Egypt's Ministry of Antiquities announced the discovery of a statue of Alexander The Great after nine months of digging, within an ancient "residential and commercial zone" in Alexandria which archeologists belief was the trading centre of the Ptolemaic period.
As they explored the al-Shatby neighbourhood of Alexandria, "the mission discovered a large network of tunnel tanks painted pink for storing rain, flood, and groundwater to be used during the draught time," said Mostafa Waziri, Secretary-General of Egypt's Supreme Council of Antiquities, to the Xinhua news agency.
Waziri went on to describe the town's layout as "composed of a main street and several branch roads that were all connected by a sanitation network."
A couple years ago, writes Butler, "excavations in Alexandria’s ancient royal quarter clued archaeologists who have been searching for the hero’s finally resting place. Calliope Limneos-Papakosta and her team discovered a magnificent marble statue of Alexander, along with other clues that may lead to the discovery of his long lost tomb. The archaeologists is literally turning over every stone in her quest to find Alexander’s tomb.

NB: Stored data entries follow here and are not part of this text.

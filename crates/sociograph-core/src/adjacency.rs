//! # Adjacency Structure
//!
//! Weighted undirected edges, stored as two directed entries per edge.
//!
//! Invariant: `edges[a][b] == edges[b][a]` for every stored pair, and
//! `a != b`. Every write here updates both directions together. The
//! structure does not know which vertices exist; [`crate::Graph`] checks
//! endpoints against the vertex store before calling in.

use crate::{EdgeWeight, GraphError, Insertion, VertexId};
use std::collections::BTreeMap;

/// Adjacency list: vertex -> (neighbor -> weight).
#[derive(Debug, Clone, Default)]
pub struct Adjacency {
    edges: BTreeMap<VertexId, BTreeMap<VertexId, EdgeWeight>>,
}

impl Adjacency {
    /// Create an empty adjacency structure.
    #[must_use]
    pub fn new() -> Self {
        Self::default()
    }

    /// Give `id` an empty neighbor map if it has none.
    pub(crate) fn register(&mut self, id: &VertexId) {
        self.edges.entry(id.clone()).or_default();
    }

    /// Drop `id` and every edge incident to it. Returns the removed
    /// neighbor map.
    pub(crate) fn unregister(&mut self, id: &VertexId) -> BTreeMap<VertexId, EdgeWeight> {
        let neighbors = self.edges.remove(id).unwrap_or_default();
        for neighbor in neighbors.keys() {
            if let Some(targets) = self.edges.get_mut(neighbor) {
                targets.remove(id);
            }
        }
        neighbors
    }

    /// Insert `a -- b` with weight `w` in both directions.
    ///
    /// Both endpoints must already be registered.
    pub(crate) fn link(
        &mut self,
        a: &VertexId,
        b: &VertexId,
        weight: EdgeWeight,
    ) -> Result<Insertion, GraphError> {
        if a == b {
            return Err(GraphError::SelfLoopRejected(a.clone()));
        }
        if self.contains(a, b) {
            return Ok(Insertion::AlreadyExists);
        }
        self.edges.entry(a.clone()).or_default().insert(b.clone(), weight);
        self.edges.entry(b.clone()).or_default().insert(a.clone(), weight);
        Ok(Insertion::Inserted)
    }

    /// Remove `a -- b` in both directions and return its weight.
    ///
    /// All checks happen before the first write.
    pub(crate) fn unlink(&mut self, a: &VertexId, b: &VertexId) -> Result<EdgeWeight, GraphError> {
        let forward = self.weight(a, b);
        let backward = self.weight(b, a);

        match (forward, backward) {
            (Some(w), Some(w_back)) if w == w_back => {
                if let Some(targets) = self.edges.get_mut(a) {
                    targets.remove(b);
                }
                if let Some(targets) = self.edges.get_mut(b) {
                    targets.remove(a);
                }
                Ok(w)
            }
            (None, None) => Err(GraphError::EdgeNotFound(a.clone(), b.clone())),
            _ => Err(GraphError::InconsistentAdjacency(a.clone(), b.clone())),
        }
    }

    /// True if `b` is a neighbor of `a`.
    #[must_use]
    pub fn contains(&self, a: &VertexId, b: &VertexId) -> bool {
        self.edges
            .get(a)
            .is_some_and(|targets| targets.contains_key(b))
    }

    /// Weight of the directed entry `a -> b`, if present.
    #[must_use]
    pub fn weight(&self, a: &VertexId, b: &VertexId) -> Option<EdgeWeight> {
        self.edges.get(a)?.get(b).copied()
    }

    /// Neighbor map of `a`, if `a` is registered.
    #[must_use]
    pub fn neighbors_of(&self, a: &VertexId) -> Option<&BTreeMap<VertexId, EdgeWeight>> {
        self.edges.get(a)
    }

    /// Every undirected edge once, as `(a, b, w)` with `a < b`.
    pub fn undirected(&self) -> impl Iterator<Item = (&VertexId, &VertexId, EdgeWeight)> + '_ {
        self.edges.iter().flat_map(|(from, targets)| {
            targets
                .iter()
                .filter(move |(to, _)| from < *to)
                .map(move |(to, weight)| (from, to, *weight))
        })
    }

    /// Number of undirected edges.
    #[must_use]
    pub fn edge_count(&self) -> usize {
        self.edges.values().map(BTreeMap::len).sum::<usize>() / 2
    }

    /// True if every directed entry has a matching reverse entry.
    #[must_use]
    pub fn is_symmetric(&self) -> bool {
        self.edges.iter().all(|(from, targets)| {
            targets
                .iter()
                .all(|(to, weight)| from != to && self.weight(to, from) == Some(*weight))
        })
    }

    #[cfg(test)]
    pub(crate) fn insert_directed(&mut self, a: &VertexId, b: &VertexId, weight: EdgeWeight) {
        self.edges.entry(a.clone()).or_default().insert(b.clone(), weight);
    }
}

// =============================================================================
// TESTS
// =============================================================================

"Limneos-Papakosta began collaborating with DNA Sequence SRL to use DNA for better understanding the social patterns of this region. Using this technology, it may be possible for the archaeologists to trace the effects of natural disasters, plagues, and so forth, in order to get a picture of the layout and location of Alexandria in the distant past. At least this is my interpretation of what could be accomplished," writes Butler.